===== Information
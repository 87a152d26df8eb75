//! Report rendering
//!
//! Four fixed plain-text templates (2 languages x 2 report kinds). Templates
//! only substitute precomputed record fields; all logic lives upstream.
//! Enum labels (sound, smoke, accident, status) stay in English inside the
//! Hindi templates, matching the original advisor behavior. The Hindi fleet
//! template has no market-pattern line; that asymmetry is inherited.

use sehat_types::Language;

use crate::model::{DiagnosticRecord, FleetSummary};

/// Render the single-vehicle diagnostic report
pub fn generate_diagnostic_report(record: &DiagnosticRecord, lang: Language) -> String {
    let mut report = String::new();
    report.push_str("==================================================\n");
    match lang {
        Language::English => {
            report.push_str("        Senior Expert's Diagnostic Report\n");
            report.push_str("==================================================\n");
            report.push_str(&format!("Vehicle Model:   {}\n", record.model));
            report.push_str(&format!("Overall Health:  {}%\n\n", record.health_score));

            report.push_str("[1. Engine & Mechanical Status]\n");
            report.push_str(&format!(
                "The system is showing {} sounds and {} smoke levels.\n",
                record.engine_sound, record.exhaust_smoke
            ));
            report.push_str(&format!("Engine condition is {}.\n\n", record.status));

            report.push_str("[2. Body & Safety Analysis]\n");
            report.push_str(&format!(
                "Accident History: {}. Body integrity is at {}%.\n\n",
                record.accident_history, record.body_condition_percent
            ));

            report.push_str("[3. Expert Findings on Your Issues]\n");
            for advisory in &record.advisories {
                report.push_str(advisory);
                report.push('\n');
            }
            report.push('\n');

            report.push_str("[4. Maintenance Roadmap]\n");
            report.push_str(&format!(
                "  Next Service:  within {} days\n",
                record.maintenance_window_days
            ));
            report.push_str(&format!("  Priority:      focus on {}\n", record.recommended_parts));
            report.push_str(&format!("  Verdict:       {}\n", record.verdict));
        }
        Language::Hindi => {
            report.push_str("      सीनियर एक्सपर्ट मैकेनिक की रिपोर्ट\n");
            report.push_str("==================================================\n");
            report.push_str(&format!("मॉडल:        {}\n", record.model));
            report.push_str(&format!("हेल्थ स्कोर:  {}%\n\n", record.health_score));

            report.push_str("[1. इंजन की स्थिति]\n");
            report.push_str(&format!(
                "इंजन से {} आवाज़ और {} धुआं देखा गया है।\n",
                record.engine_sound, record.exhaust_smoke
            ));
            report.push_str(&format!("इंजन अभी {} स्थिति में है।\n\n", record.status));

            report.push_str("[2. बॉडी और सुरक्षा]\n");
            report.push_str(&format!(
                "एक्सीडेंट इतिहास: {}। बॉडी कंडीशन {}% है।\n\n",
                record.accident_history, record.body_condition_percent
            ));

            report.push_str("[3. आपकी बताई समस्याओं पर रिपोर्ट]\n");
            for advisory in &record.advisories {
                report.push_str(advisory);
                report.push('\n');
            }
            report.push('\n');

            report.push_str("[4. सर्विस सलाह]\n");
            report.push_str(&format!(
                "  अगली सर्विस:  {} दिनों के भीतर\n",
                record.maintenance_window_days
            ));
            report.push_str(&format!("  मुख्य कार्य:   {} पर ध्यान दें\n", record.recommended_parts));
            report.push_str(&format!("  निष्कर्ष:      {}\n", record.verdict));
        }
    }
    report.push_str("==================================================\n");
    report
}

/// Render the fleet analytics report
pub fn generate_fleet_report(summary: &FleetSummary, lang: Language) -> String {
    let mut report = String::new();
    report.push_str("==================================================\n");
    match lang {
        Language::English => {
            report.push_str("       Fleet Analytics & Intelligence Report\n");
            report.push_str("==================================================\n");
            report.push_str(&format!("Records analyzed:  {}\n", summary.total_records));
            report.push_str(&format!(
                "Fleet Overview:    average health score is {}%\n",
                summary.average_health
            ));
            report.push_str(&format!(
                "Critical Risks:    {:.1}% of the fleet shows degradation in {}\n",
                summary.risk_percent, summary.common_part
            ));
            report.push_str(&format!(
                "Market Pattern:    models older than {} months are reporting higher risk levels\n",
                summary.age_limit_months
            ));
            report.push_str(&format!(
                "Solution:          bulk inspection of {} is recommended\n",
                summary.solution
            ));
        }
        Language::Hindi => {
            report.push_str("     फ्लीट इंटेलिजेंस और एनालिसिस रिपोर्ट\n");
            report.push_str("==================================================\n");
            report.push_str(&format!("रिकॉर्ड:   {}\n", summary.total_records));
            report.push_str(&format!(
                "सारांश:    पूरी फ्लीट का औसत स्वास्थ्य स्कोर {}% है\n",
                summary.average_health
            ));
            report.push_str(&format!(
                "जोखिम:     {:.1}% वाहनों में {} की समस्या है\n",
                summary.risk_percent, summary.common_part
            ));
            report.push_str(&format!(
                "समाधान:    हम {} के सामूहिक निरीक्षण की सलाह देते हैं\n",
                summary.solution
            ));
        }
    }
    report.push_str("==================================================\n");
    report
}
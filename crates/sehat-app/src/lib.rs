//! Application service layer - use cases and configuration

pub mod app;
pub mod config;
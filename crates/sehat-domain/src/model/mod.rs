//! Domain models

mod fleet;
mod vehicle;

pub use fleet::{FleetSummary, FleetTable};
pub use vehicle::{DiagnosticRecord, VehicleInput};
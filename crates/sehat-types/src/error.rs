//! Error types for sehat-checker

use thiserror::Error;

/// Configuration-related errors
#[derive(Debug, Error)]
pub enum ConfigError {
    #[error("Configuration not found")]
    NotFound,

    #[error("Failed to parse configuration: {0}")]
    ParseError(String),

    #[error("Failed to save configuration: {0}")]
    SaveError(String),
}

#[derive(Debug, Error)]
pub enum Error {
    #[error("IO error: {0}")]
    Io(#[from] std::io::Error),

    #[error("JSON error: {0}")]
    Json(#[from] serde_json::Error),

    #[error("CSV error: {0}")]
    Csv(#[from] csv::Error),

    #[error("Configuration error: {0}")]
    Config(#[from] ConfigError),

    #[error("Data format error: {0}")]
    DataFormat(String),

    #[error("No health-like column found in table; fleet summary unavailable")]
    NoHealthColumn,

    #[error("File not found: {0}")]
    FileNotFound(String),
}

pub type Result<T> = std::result::Result<T, Error>;
//! Sehat Checker - bilingual vehicle health reports
//!
//! A CLI tool that turns form-style vehicle inputs or fleet spreadsheets into
//! formatted diagnostic reports.

mod cli;
mod commands;
mod output;

use clap::Parser;
use cli::Cli;

fn main() {
    let cli = Cli::parse();

    if let Err(e) = commands::execute(cli) {
        eprintln!("Error: {}", e);
        std::process::exit(1);
    }
}
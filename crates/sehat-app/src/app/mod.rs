//! Use cases

mod advisor_service;

pub use advisor_service::{run_diagnosis, run_fleet_analysis, DiagnosisOutcome, FleetOutcome};
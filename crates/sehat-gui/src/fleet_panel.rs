//! Fleet analytics panel
//!
//! Loads a delimited table through a file dialog, shows the summary report,
//! a two-slice risk/healthy proportion chart, and a preview of the table.

use std::f32::consts::TAU;

use eframe::egui::{self, Color32, RichText, Ui};
use egui_extras::{Column, TableBuilder};
use sehat_app::app::{run_fleet_analysis, FleetOutcome};
use sehat_app::config::Config;
use sehat_domain::service::identifier_column;

const RISK_COLOR: Color32 = Color32::from_rgb(0xff, 0x4b, 0x4b);
const HEALTHY_COLOR: Color32 = Color32::from_rgb(0x00, 0xcc, 0x96);

/// Rows shown in the table preview
const PREVIEW_ROWS: usize = 20;

/// Panel for fleet uploads
pub struct FleetPanel {
    /// Last successful analysis
    outcome: Option<FleetOutcome>,
    /// Error message from the last attempt
    error: Option<String>,
}

impl Default for FleetPanel {
    fn default() -> Self {
        Self::new()
    }
}

impl FleetPanel {
    pub fn new() -> Self {
        Self {
            outcome: None,
            error: None,
        }
    }

    pub fn ui(&mut self, ui: &mut Ui, config: &Config) {
        ui.heading("Universal Fleet Analytics");
        ui.add_space(10.0);

        if ui
            .button(RichText::new("Open CSV/TXT...").size(14.0))
            .clicked()
        {
            self.open_file_dialog(config);
        }

        if let Some(ref error) = self.error {
            ui.add_space(10.0);
            ui.label(RichText::new(error).color(Color32::LIGHT_RED));
        }

        if let Some(ref outcome) = self.outcome {
            ui.add_space(10.0);
            ui.label(
                RichText::new(format!(
                    "Data loaded: {} records.",
                    outcome.table.record_count()
                ))
                .color(Color32::LIGHT_GREEN),
            );

            ui.add_space(10.0);
            ui.label(RichText::new(&outcome.report).monospace());

            ui.add_space(10.0);
            draw_risk_chart(ui, outcome.summary.risk_percent);

            ui.add_space(10.0);
            ui.separator();
            ui.add_space(10.0);
            render_table_preview(ui, outcome);
        }
    }

    /// Open file dialog and run the analysis
    fn open_file_dialog(&mut self, config: &Config) {
        let file = rfd::FileDialog::new()
            .add_filter("Delimited table", &["csv", "txt"])
            .set_title("Select fleet table")
            .pick_file();

        if let Some(path) = file {
            match run_fleet_analysis(&path, config.language) {
                Ok(outcome) => {
                    self.outcome = Some(outcome);
                    self.error = None;
                }
                Err(e) => {
                    self.outcome = None;
                    self.error = Some(format!("Could not analyze file: {}", e));
                }
            }
        }
    }
}

/// Preview of the loaded table; the resolved identifier column is marked
fn render_table_preview(ui: &mut Ui, outcome: &FleetOutcome) {
    let table = &outcome.table;
    let id_column = identifier_column(&table.headers);

    ui.label(RichText::new("Table preview").strong());
    ui.add_space(5.0);

    TableBuilder::new(ui)
        .striped(true)
        .columns(Column::auto().at_least(80.0), table.headers.len())
        .header(20.0, |mut header| {
            for (i, name) in table.headers.iter().enumerate() {
                header.col(|ui| {
                    if i == id_column {
                        ui.strong(format!("{} (id)", name));
                    } else {
                        ui.strong(name);
                    }
                });
            }
        })
        .body(|mut body| {
            for row in table.rows.iter().take(PREVIEW_ROWS) {
                body.row(18.0, |mut table_row| {
                    for cell in row {
                        table_row.col(|ui| {
                            ui.label(cell);
                        });
                    }
                });
            }
        });

    if table.record_count() > PREVIEW_ROWS {
        ui.add_space(5.0);
        ui.label(
            RichText::new(format!(
                "... {} more rows",
                table.record_count() - PREVIEW_ROWS
            ))
            .color(Color32::GRAY)
            .small(),
        );
    }
}

/// Two-slice proportion chart (risk vs healthy) with percentage labels
fn draw_risk_chart(ui: &mut Ui, risk_percent: f64) {
    let (response, painter) =
        ui.allocate_painter(egui::Vec2::new(240.0, 200.0), egui::Sense::hover());
    let rect = response.rect;
    let center = rect.center();
    let radius = rect.height() * 0.42;

    let slices = [
        ("Risk", risk_percent as f32, RISK_COLOR),
        ("Healthy", 100.0 - risk_percent as f32, HEALTHY_COLOR),
    ];

    // Wedges are built from small triangles so slices over 180 degrees
    // render correctly
    let mut start_angle = -TAU / 4.0;
    for (label, percent, color) in slices {
        let sweep = TAU * percent / 100.0;
        let steps = (sweep / 0.05).ceil().max(1.0) as usize;
        for step in 0..steps {
            let a0 = start_angle + sweep * step as f32 / steps as f32;
            let a1 = start_angle + sweep * (step + 1) as f32 / steps as f32;
            painter.add(egui::Shape::convex_polygon(
                vec![
                    center,
                    center + radius * egui::Vec2::new(a0.cos(), a0.sin()),
                    center + radius * egui::Vec2::new(a1.cos(), a1.sin()),
                ],
                color,
                egui::Stroke::NONE,
            ));
        }

        if percent > 0.0 {
            let mid = start_angle + sweep / 2.0;
            let label_pos = center + radius * 0.6 * egui::Vec2::new(mid.cos(), mid.sin());
            painter.text(
                label_pos,
                egui::Align2::CENTER_CENTER,
                format!("{} {:.1}%", label, percent),
                egui::FontId::proportional(13.0),
                Color32::WHITE,
            );
        }

        start_angle += sweep;
    }
}
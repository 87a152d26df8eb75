//! Configuration management for sehat-checker
//!
//! Config stored at: ~/.config/sehat-checker/config.json
//!
//! Only user preferences persist between sessions; report data never does.

use serde::{Deserialize, Serialize};
use std::path::PathBuf;

use sehat_types::{ConfigError, Language, OutputFormat, Result};

/// Application configuration
#[derive(Debug, Clone, Default, Serialize, Deserialize)]
pub struct Config {
    /// Default report language
    #[serde(default)]
    pub language: Language,

    /// Default output format (json, table)
    #[serde(default)]
    pub output_format: OutputFormat,
}

impl Config {
    /// Get the config directory path
    pub fn config_dir() -> Result<PathBuf> {
        let config_dir = dirs::config_dir()
            .ok_or(ConfigError::NotFound)?
            .join("sehat-checker");
        Ok(config_dir)
    }

    /// Get the config file path
    pub fn config_path() -> Result<PathBuf> {
        Ok(Self::config_dir()?.join("config.json"))
    }

    /// Load config from file, or create default
    pub fn load() -> Result<Self> {
        let path = Self::config_path()?;

        if path.exists() {
            let content = std::fs::read_to_string(&path)?;
            let config: Config = serde_json::from_str(&content)
                .map_err(|e| ConfigError::ParseError(e.to_string()))?;
            Ok(config)
        } else {
            Ok(Config::default())
        }
    }

    /// Save config to file
    pub fn save(&self) -> Result<()> {
        let path = Self::config_path()?;

        // Ensure directory exists
        if let Some(parent) = path.parent() {
            std::fs::create_dir_all(parent)?;
        }

        let content = serde_json::to_string_pretty(self)?;
        std::fs::write(&path, content)?;
        Ok(())
    }
}

impl std::fmt::Display for Config {
    fn fmt(&self, f: &mut std::fmt::Formatter<'_>) -> std::fmt::Result {
        writeln!(f, "Sehat Checker Configuration")?;
        writeln!(f, "===========================")?;
        writeln!(f)?;
        writeln!(f, "Language:       {}", self.language)?;
        writeln!(f, "Output format:  {}", self.output_format)?;

        if let Ok(path) = Self::config_path() {
            writeln!(f)?;
            writeln!(f, "Config file:    {}", path.display())?;
        }

        Ok(())
    }
}
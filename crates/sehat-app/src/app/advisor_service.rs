//! Advisor service - the two report pipelines
//!
//! Single vehicle: form input -> scorer + classifier -> diagnostic record ->
//! rendered report. Fleet: table file -> loader -> aggregator -> rendered
//! report. One submission, one full recomputation; nothing is cached.

use std::path::Path;

use serde::Serialize;

use sehat_domain::model::{DiagnosticRecord, FleetSummary, FleetTable, VehicleInput};
use sehat_domain::service::{
    diagnose, generate_diagnostic_report, generate_fleet_report, summarize_fleet,
};
use sehat_infra::fleet_csv::load_table;
use sehat_types::{Language, Result};

/// Result of a single-vehicle diagnosis
#[derive(Debug, Clone, Serialize)]
pub struct DiagnosisOutcome {
    pub record: DiagnosticRecord,
    pub report: String,
}

/// Result of a fleet analysis
#[derive(Debug, Clone, Serialize)]
pub struct FleetOutcome {
    pub table: FleetTable,
    pub summary: FleetSummary,
    pub report: String,
}

/// Diagnose a single vehicle and render its report
pub fn run_diagnosis(input: &VehicleInput, lang: Language) -> DiagnosisOutcome {
    let record = diagnose(input, lang);
    let report = generate_diagnostic_report(&record, lang);
    DiagnosisOutcome { record, report }
}

/// Load a fleet table, aggregate it, and render the summary report
///
/// Fails when the file cannot be parsed or when no health-like column exists;
/// a summary is never fabricated.
pub fn run_fleet_analysis(path: &Path, lang: Language) -> Result<FleetOutcome> {
    let table = load_table(path)?;
    let summary = summarize_fleet(&table)?;
    let report = generate_fleet_report(&summary, lang);
    Ok(FleetOutcome { table, summary, report })
}

#[cfg(test)]
mod tests {
    use super::*;
    use sehat_types::{AccidentHistory, EngineSound, Error, ExhaustSmoke, HealthStatus};
    use std::io::Write;

    #[test]
    fn test_run_diagnosis_end_to_end() {
        let input = VehicleInput {
            model: "Honda City 2022".to_string(),
            months_since_service: 2,
            engine_sound: EngineSound::Smooth,
            exhaust_smoke: ExhaustSmoke::None,
            accident_history: AccidentHistory::NoAccidents,
            body_condition_percent: 90,
            description: Some("brakes squeak on cold mornings".to_string()),
        };
        let outcome = run_diagnosis(&input, Language::English);
        assert_eq!(outcome.record.health_score, 90);
        assert_eq!(outcome.record.status, HealthStatus::Perfect);
        assert!(outcome.report.contains("Honda City 2022"));
        assert!(outcome.report.contains("Brake pads are worn out"));
    }

    #[test]
    fn test_run_fleet_analysis_end_to_end() {
        let mut file = tempfile::NamedTempFile::new().unwrap();
        writeln!(file, "unit_id,health").unwrap();
        for value in [80, 40, 90, 30] {
            writeln!(file, "V{},{}", value, value).unwrap();
        }
        let outcome = run_fleet_analysis(file.path(), Language::English).unwrap();
        assert_eq!(outcome.summary.average_health, 60);
        assert_eq!(outcome.summary.risk_percent, 50.0);
        assert_eq!(outcome.table.record_count(), 4);
        assert!(outcome.report.contains("average health score is 60%"));
    }

    #[test]
    fn test_fleet_analysis_without_health_column_fails() {
        let mut file = tempfile::NamedTempFile::new().unwrap();
        writeln!(file, "unit_id,mileage").unwrap();
        writeln!(file, "V1,120000").unwrap();
        let result = run_fleet_analysis(file.path(), Language::English);
        assert!(matches!(result, Err(Error::NoHealthColumn)));
    }
}
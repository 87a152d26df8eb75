//! CLI definition using clap

use clap::{Parser, Subcommand};
use std::path::PathBuf;

use sehat_types::{AccidentHistory, EngineSound, ExhaustSmoke, Language, OutputFormat};

#[derive(Parser)]
#[command(name = "sehat-checker")]
#[command(version)]
#[command(about = "Bilingual vehicle health reports from form inputs or fleet spreadsheets")]
#[command(long_about = None)]
pub struct Cli {
    #[command(subcommand)]
    pub command: Commands,

    /// Report language (english, hindi). Uses config value if not specified.
    #[arg(long, short = 'l', global = true)]
    pub lang: Option<Language>,

    /// Output format (json, table). Uses config value if not specified.
    #[arg(long, short = 'f', global = true)]
    pub format: Option<OutputFormat>,
}

#[derive(Subcommand)]
pub enum Commands {
    /// Generate a diagnostic report for a single vehicle
    Diagnose {
        /// Vehicle model name
        model: String,

        /// Months since last service (0-48)
        #[arg(long, short = 'm', default_value = "6",
              value_parser = clap::value_parser!(u32).range(0..=48))]
        months: u32,

        /// Engine sound
        #[arg(long, default_value = "smooth")]
        sound: EngineSound,

        /// Exhaust smoke
        #[arg(long, default_value = "none")]
        smoke: ExhaustSmoke,

        /// Accident history
        #[arg(long, default_value = "no-accidents")]
        accident: AccidentHistory,

        /// Body/paint condition percent (0-100)
        #[arg(long, default_value = "80",
              value_parser = clap::value_parser!(u8).range(0..=100))]
        body: u8,

        /// Free-text issue description (Hindi/English/Hinglish)
        #[arg(long, short = 'n')]
        notes: Option<String>,
    },

    /// Summarize a fleet table (CSV/TXT, delimiter auto-detected)
    Fleet {
        /// Path to delimited table file with a header row
        file: PathBuf,
    },

    /// Manage configuration
    Config {
        /// Show current configuration
        #[arg(long)]
        show: bool,

        /// Set default report language
        #[arg(long)]
        set_lang: Option<Language>,

        /// Set default output format
        #[arg(long)]
        set_output: Option<OutputFormat>,

        /// Reset to defaults
        #[arg(long)]
        reset: bool,
    },
}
==========
# Task requirements:
For the word "VehicleInput", find every line in the data that holds it and copy that line.

# Result for this exercise:
pub use vehicle::{DiagnosticRecord, VehicleInput};
use sehat_domain::model::{DiagnosticRecord, FleetSummary, FleetTable, VehicleInput};
pub fn run_diagnosis(input: &VehicleInput, lang: Language) -> DiagnosisOutcome {
        let input = VehicleInput {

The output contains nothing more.